Panchanan Panigrahi

Posted on Feb 28, 2024

Deep Dive into Observability with OpenTelemetry

#kubernetes #opentelemetry #monitoring #devops

What is observability?

Observability is the ability to understand the internal state of a system by examining its outputs. In the context of software, this means being able to understand the internal state of a system by examining its telemetry data, which includes traces, metrics, and logs.

To make a system observable, it must be instrumented. That is, the code must emit traces, metrics, or logs. The instrumented data must then be sent to an observability backend.

What is OpenTelemetry?

OpenTelemetry is an Observability framework and toolkit designed to create and manage telemetry data such as traces, metrics, and logs. Crucially, OpenTelemetry is vendor- and tool-agnostic, meaning that it can be used with a broad variety of Observability backends, including open-source tools like Jaeger and Prometheus, as well as commercial offerings.
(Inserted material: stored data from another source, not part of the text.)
use std::collections::HashMap;

use chrono::{DateTime, Duration, Utc};
use tokio::sync::RwLock;

use courier_core::domain::action::{ActionLog, ActionLogId};
use courier_core::domain::idempotency::{
    CachedResponse, IdempotencyKey, IdempotencyRecord, IdempotencyRecordId,
};
use courier_core::domain::tenant::{Tenant, TenantId};

use super::{
    ActionLogRepository, ActionStats, IdempotencyRepository, LeaseRepository, RepositoryError,
    ReserveOutcome, TenantRepository,
};

#[derive(Default)]
pub struct InMemoryTenantRepository {
    tenants: RwLock<HashMap<String, Tenant>>,
}

#[async_trait::async_trait]
impl TenantRepository for InMemoryTenantRepository {
    async fn find_by_id(&self, id: &TenantId) -> Result<Option<Tenant>, RepositoryError> {
        let tenants = self.tenants.read().await;
        Ok(tenants.get(&id.0).cloned())
    }

    async fn find_by_api_key_hash(
        &self,
        api_key_hash: &str,
    ) -> Result<Option<Tenant>, RepositoryError> {
        let tenants = self.tenants.read().await;
        Ok(tenants.values().find(|tenant| tenant.api_key_hash == api_key_hash).cloned())
    }

    async fn save(&self, tenant: Tenant) -> Result<(), RepositoryError> {
        let mut tenants = self.tenants.write().await;
        tenants.insert(tenant.id.0.clone(), tenant);
        Ok(())
    }
}

type RecordKey = (String, String);

#[derive(Default)]
pub struct InMemoryIdempotencyRepository {
    records: RwLock<HashMap<RecordKey, IdempotencyRecord>>,
}

fn record_key(tenant_id: &TenantId, key: &IdempotencyKey) -> RecordKey {
    (tenant_id.0.clone(), key.0.clone())
}

#[async_trait::async_trait]
impl IdempotencyRepository for InMemoryIdempotencyRepository {
    async fn try_reserve(
        &self,
        record: &IdempotencyRecord,
    ) -> Result<ReserveOutcome, RepositoryError> {
        let mut records = self.records.write().await;
        let key = record_key(&record.tenant_id, &record.idempotency_key);
        if let Some(existing) = records.get(&key) {
            return Ok(ReserveOutcome::Existing(existing.clone()));
        }

        let mut placeholder = record.clone();
        placeholder.response = None;
        records.insert(key, placeholder);
        Ok(ReserveOutcome::Reserved)
    }

    async fn reclaim_expired(
        &self,
        record: &IdempotencyRecord,
        now: DateTime<Utc>,
    ) -> Result<bool, RepositoryError> {
        let mut records = self.records.write().await;
        let key = record_key(&record.tenant_id, &record.idempotency_key);
        match records.get_mut(&key) {
            Some(existing) if existing.expires_at <= now => {
                *existing = record.clone();
                existing.response = None;
                Ok(true)
            }
            _ => Ok(false),
        }
    }

    async fn find(
        &self,
        tenant_id: &TenantId,
        key: &IdempotencyKey,
    ) -> Result<Option<IdempotencyRecord>, RepositoryError> {
        let records = self.records.read().await;
        Ok(records.get(&record_key(tenant_id, key)).cloned())
    }

    async fn finalize(
        &self,
        id: &IdempotencyRecordId,
        response: &CachedResponse,
        now: DateTime<Utc>,
    ) -> Result<bool, RepositoryError> {
        let mut records = self.records.write().await;
        match records.values_mut().find(|record| &record.id == id) {
            Some(record) if record.response.is_none() => {
                record.response = Some(response.clone());
                record.updated_at = now;
                Ok(true)
            }
            _ => Ok(false),
        }
    }

    async fn delete_expired_batch(
        &self,
        now: DateTime<Utc>,
        limit: u32,
    ) -> Result<u64, RepositoryError> {
        let mut records = self.records.write().await;
        let mut expired: Vec<(DateTime<Utc>, RecordKey)> = records
            .iter()
            .filter(|(_, record)| record.expires_at <= now)
            .map(|(key, record)| (record.expires_at, key.clone()))
            .collect();
        expired.sort();

        let mut deleted = 0;
        for (_, key) in expired.into_iter().take(limit as usize) {
            records.remove(&key);
            deleted += 1;
        }
        Ok(deleted)
    }

    async fn count_expired(&self, now: DateTime<Utc>) -> Result<u64, RepositoryError> {
        let records = self.records.read().await;
        Ok(records.values().filter(|record| record.expires_at <= now).count() as u64)
    }
}

#[derive(Default)]
pub struct InMemoryActionLogRepository {
    logs: RwLock<Vec<ActionLog>>,
}

#[async_trait::async_trait]
impl ActionLogRepository for InMemoryActionLogRepository {
    async fn insert(&self, log: &ActionLog) -> Result<(), RepositoryError> {
        let mut logs = self.logs.write().await;
        if logs.iter().any(|existing| existing.id == log.id) {
            return Err(RepositoryError::Contention(format!(
                "action log `{}` already exists",
                log.id
            )));
        }
        logs.push(log.clone());
        Ok(())
    }

    async fn update(&self, log: &ActionLog) -> Result<bool, RepositoryError> {
        let mut logs = self.logs.write().await;
        match logs.iter_mut().find(|existing| existing.id == log.id) {
            Some(existing) if !existing.status.is_terminal() => {
                existing.status = log.status;
                existing.attempt_count = log.attempt_count;
                existing.latency_ms = log.latency_ms;
                existing.metadata = log.metadata.clone();
                existing.updated_at = log.updated_at;
                Ok(true)
            }
            _ => Ok(false),
        }
    }

    async fn find_by_id(&self, id: &ActionLogId) -> Result<Option<ActionLog>, RepositoryError> {
        let logs = self.logs.read().await;
        Ok(logs.iter().find(|log| &log.id == id).cloned())
    }

    async fn list_recent(
        &self,
        tenant_id: &TenantId,
        limit: u32,
    ) -> Result<Vec<ActionLog>, RepositoryError> {
        let logs = self.logs.read().await;
        let mut matching: Vec<ActionLog> =
            logs.iter().filter(|log| &log.tenant_id == tenant_id).cloned().collect();
        matching.sort_by(|left, right| {
            right.created_at.cmp(&left.created_at).then_with(|| right.id.0.cmp(&left.id.0))
        });
        matching.truncate(limit as usize);
        Ok(matching)
    }

    async fn list_for_idempotency_key(
        &self,
        tenant_id: &TenantId,
        key: &IdempotencyKey,
    ) -> Result<Vec<ActionLog>, RepositoryError> {
        let logs = self.logs.read().await;
        Ok(logs
            .iter()
            .filter(|log| &log.tenant_id == tenant_id && log.idempotency_key.as_ref() == Some(key))
            .cloned()
            .collect())
    }

    async fn stats(&self, tenant_id: Option<&TenantId>) -> Result<ActionStats, RepositoryError> {
        let logs = self.logs.read().await;
        Ok(ActionStats::from_logs(
            logs.iter().filter(|log| tenant_id.map_or(true, |tenant| &log.tenant_id == tenant)),
        ))
    }
}

#[derive(Clone, Debug)]
struct Lease {
    holder: String,
    expires_at: DateTime<Utc>,
}

#[derive(Default)]
pub struct InMemoryLeaseRepository {
    leases: RwLock<HashMap<String, Lease>>,
}

#[async_trait::async_trait]
impl LeaseRepository for InMemoryLeaseRepository {
    async fn try_acquire(
        &self,
        name: &str,
        holder: &str,
        ttl: Duration,
        now: DateTime<Utc>,
    ) -> Result<bool, RepositoryError> {
        let mut leases = self.leases.write().await;
        let available = leases
            .get(name)
            .map_or(true, |lease| lease.holder == holder || lease.expires_at <= now);
        if available {
            leases.insert(
                name.to_string(),
                Lease { holder: holder.to_string(), expires_at: now + ttl },
            );
        }
        Ok(available)
    }

    async fn release(&self, name: &str, holder: &str) -> Result<bool, RepositoryError> {
        let mut leases = self.leases.write().await;
        if leases.get(name).is_some_and(|lease| lease.holder == holder) {
            leases.remove(name);
            return Ok(true);
        }
        Ok(false)
    }

    async fn current_holder(
        &self,
        name: &str,
        now: DateTime<Utc>,
    ) -> Result<Option<String>, RepositoryError> {
        let leases = self.leases.read().await;
        Ok(leases
            .get(name)
            .filter(|lease| lease.expires_at > now)
            .map(|lease| lease.holder.clone()))
    }
}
OpenTelemetry is not an observability backend like Jaeger, Prometheus, or other commercial vendors. OpenTelemetry is focused on the generation, collection, management, and export of telemetry.

A major goal of OpenTelemetry is that you can easily instrument your applications or systems, no matter their language, infrastructure, or runtime environment. Crucially, the storage and visualization of telemetry are intentionally left to other tools.

Why OpenTelemetry?

With the rise of cloud computing, microservices architectures, and increasingly complex business requirements, the need for software and infrastructure observability is greater than ever.

OpenTelemetry satisfies the need for observability while following two key principles:

You own the data that you generate. There’s no vendor lock-in.
You only have to learn a single set of APIs and conventions.

Both principles combined grant teams and organizations the flexibility they need in today’s modern computing world.

OpenTelemetry Operator for Kubernetes

This is an implementation of a Kubernetes Operator, that manages collectors and auto-instrumentation of the workload using OpenTelemetry instrumentation libraries.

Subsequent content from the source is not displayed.